Sub-LUN FAST (Fully Automated Storage Tiering)
Put all of the data into large Virtual Provisioning pools on the array, add a few EFD (SSD) and SATA disks to the mix and enable FAST to automatically move the blocks to the appropriate tier of storage. Over time the workload would even out across the various tiers and performance would increase for all of the workloads with much fewer drives, saving on power, floor space, cooling, and potentially disk cost depending on the configuration. This happens non-disruptively in the background. Seems like a no-brainer right?
For this customer, FAST helps the web server VMs and the general-purpose SQL databases where the workload is predominately read and much of the same data is being accessed repeatedly (high locality of reference). As long as the blocks being accessed most often are generally the same, day-to-day, automated tiering (FAST) is a great solution. But what if the workload is much more random? FAST would want to push all of the data into EFD, which generally wouldn’t be possible due to capacity requirements. Okay, so tiering won’t solve all of their problems. What about FAST Cache?
Exponentially increase the size of the storage array’s read AND write cache with EFD (SSD) disks. This would improve performance across the entire array for all “cache friendly” applications.
For this customer, increasing the size of write cache definitely helps performance for SQL (50% increase in TPM, 50% better response time as an example) but what about their custom database that is 100% random read? Increasing the size of read cache will help get more data into cache and reduce the need to go to disk for reads, but the more random the data, the less useful cache is. Okay, so very large caches won’t solve all of their problems. EFDs must be the answer right?
Forget SATA and FC disks; just use EFD for everything and it will be super fast!! EFD has extremely high random read/write performance, low latency at high loads, and very high bandwidth. You will even save money on power and cooling.
The total amount of data this customer is dealing with in these three applications alone exceeds 20TB. To store that much in EFD would be cost prohibitive to say the least. So, while EFD can solve all of this customer’s technical problems, they couldn’t afford to acquire enough EFD for the capacity requirements.
But wait, it’s not OR, it’s AND
The beauty of the EMC Unified solution is that you can use all of these technologies, together, on the same array, simultaneously.
In this customer’s case, we put FC and SATA into a virtual pool with FAST enabled and provision the web and general-purpose SQL servers from it. FAST will eventually migrate the least used blocks to SATA, freeing the FC disks for the more demanding blocks.
Next, we extend the array cache using a couple EFDs and FAST Cache to help with random read, sequential pre-fetching, and bursty writes across the whole array.
Finally, for the custom 100% random read database, we dedicate a few EFDs to just that application, snapshot the DB and present copies to each server. We disable read and write cache for the EFD backed volumes which leaves more cache available to the rest of the applications on the array, further improving total system performance.

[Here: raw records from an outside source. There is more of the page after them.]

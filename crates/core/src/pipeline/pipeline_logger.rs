use std::io::{self, Write};
use std::time::Instant;

use crate::shared::constants::DEFAULT_PROGRESS_THROTTLE;

const REPORT_RULE: &str = "******************************************************************";

/// Cross-cutting logger for sampling run events.
///
/// Decouples the use case from specific output mechanisms (stdout, log
/// crate) so each caller can observe a run without changing the
/// orchestration code.
pub trait PipelineLogger: Send {
    /// Report a sampled frame. `current` counts frames within the pass;
    /// `expected` is an estimate, 0 when unknown.
    fn progress(&mut self, current: usize, expected: usize, timestamp_ms: i64);

    /// Report the end of one pass over an input.
    fn pass_complete(&mut self, pass: usize, frames: usize);

    /// Log a human-readable status message.
    fn info(&mut self, message: &str);

    /// Emit an end-of-run summary. Default: no-op.
    fn summary(&self) {}
}

/// Silent logger that discards all events.
///
/// Used by `--quiet` runs and by tests where logger output is irrelevant.
pub struct NullPipelineLogger;

impl PipelineLogger for NullPipelineLogger {
    fn progress(&mut self, _current: usize, _expected: usize, _timestamp_ms: i64) {}
    fn pass_complete(&mut self, _pass: usize, _frames: usize) {}
    fn info(&mut self, _message: &str) {}
}

/// CLI-oriented logger. Progress goes through the `log` crate with
/// throttling; every finished pass writes a frame-count report block to
/// the output stream as soon as the pass ends.
pub struct StdoutPipelineLogger {
    throttle_frames: usize,
    start_time: Instant,
    passes: usize,
    total_frames: usize,
    last_pass_frames: usize,
    last_timestamp_ms: Option<i64>,
    out: Box<dyn Write + Send>,
}

impl StdoutPipelineLogger {
    pub fn new(throttle_frames: usize) -> Self {
        Self::with_writer(throttle_frames, Box::new(io::stdout()))
    }

    pub fn with_writer(throttle_frames: usize, out: Box<dyn Write + Send>) -> Self {
        Self {
            throttle_frames: throttle_frames.max(1),
            start_time: Instant::now(),
            passes: 0,
            total_frames: 0,
            last_pass_frames: 0,
            last_timestamp_ms: None,
            out,
        }
    }

    /// Returns the formatted summary string, or `None` if no pass finished.
    pub fn summary_string(&self) -> Option<String> {
        if self.passes == 0 {
            return None;
        }

        let elapsed_s = self.start_time.elapsed().as_secs_f64();
        let mut lines = vec![format!(
            "Sampling summary ({} passes, {} frames, {elapsed_s:.1}s total):",
            self.passes, self.total_frames
        )];
        lines.push(format!("  Last pass: {} frames", self.last_pass_frames));

        if let Some(ts) = self.last_timestamp_ms {
            lines.push(format!("  Last timestamp: {ts} ms"));
        }

        if self.total_frames > 0 && elapsed_s > 0.0 {
            let fps = self.total_frames as f64 / elapsed_s;
            lines.push(format!("  Throughput: {fps:.1} fps"));
        }

        Some(lines.join("\n"))
    }

    fn write_pass_report(&mut self, pass: usize, frames: usize) -> io::Result<()> {
        writeln!(self.out, "{REPORT_RULE}")?;
        writeln!(self.out, "Pass: {pass}")?;
        writeln!(self.out, "Processed Frame count: {frames}")?;
        writeln!(self.out, "{REPORT_RULE}")?;
        self.out.flush()
    }
}

impl Default for StdoutPipelineLogger {
    fn default() -> Self {
        Self::new(DEFAULT_PROGRESS_THROTTLE)
    }
}

impl PipelineLogger for StdoutPipelineLogger {
    fn progress(&mut self, current: usize, expected: usize, timestamp_ms: i64) {
        self.total_frames += 1;
        self.last_timestamp_ms = Some(timestamp_ms);
        if current % self.throttle_frames != 0 {
            return;
        }
        if expected > 0 {
            let pct = (current as f64 / expected as f64 * 100.0).min(100.0);
            log::info!("Sampled {current}/~{expected} frames ({pct:.1}%) at {timestamp_ms} ms");
        } else {
            log::info!("Sampled {current} frames at {timestamp_ms} ms");
        }
    }

    fn pass_complete(&mut self, pass: usize, frames: usize) {
        self.passes += 1;
        self.last_pass_frames = frames;
        log::info!("Pass {pass} complete: {frames} frames");
        if let Err(e) = self.write_pass_report(pass, frames) {
            log::warn!("Could not write report for pass {pass}: {e}");
        }
    }

    fn info(&mut self, message: &str) {
        log::info!("{message}");
    }

    fn summary(&self) {
        if let Some(text) = self.summary_string() {
            log::info!("\n\n{text}");
        }
    }
}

Now, if and when the customer starts to see disk contention in the virtual pool that might affect performance of the general-purpose SQL databases, QoS can be tuned to ensure low response times on just the SQL volumes ensuring consistent performance. If the disks become saturated to the point where QoS cannot maintain the response time or the other LUNs are suffering from load generated by SQL, any of the volumes can be migrated (non-disruptively) to a different virtual pool in the array to reduce disk contention.

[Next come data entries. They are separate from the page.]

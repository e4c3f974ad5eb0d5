use std::path::PathBuf;

use thiserror::Error;

/// Error raised by the decoding collaborator when it cannot open a file.
pub type DecoderError = Box<dyn std::error::Error + Send + Sync>;

/// Construction-time failures of a sampling reader.
///
/// Each variant is fatal to the construction attempt only. End of stream is
/// not an error and never appears here.
#[derive(Error, Debug)]
pub enum ReaderError {
    #[error("invalid configuration: {0}")]
    InvalidConfiguration(String),
    #[error("unsupported file extension: {extension:?} ({path})")]
    UnsupportedFormat { path: PathBuf, extension: String },
    #[error("error opening video file {path}: {source}")]
    OpenFailure {
        path: PathBuf,
        #[source]
        source: DecoderError,
    },
}

impl ReaderError {
    /// Whether a batch caller may skip this input and continue with the next.
    ///
    /// Configuration errors apply to every input, so they are not skippable.
    pub fn is_input_specific(&self) -> bool {
        !matches!(self, ReaderError::InvalidConfiguration(_))
    }
}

If you look at offerings from the various storage vendors, many promote large virtual pools, some also promote large caches of some kind, others promote block level tiering, and a few promote EFD (aka SSDs) to solve performance problems. But, when you are consolidating multiple workloads into a single platform, you will discover that there are weaknesses in every one of those features and you are going to wish you had the option to use most or all of those features together.
You have that option on EMC Unified.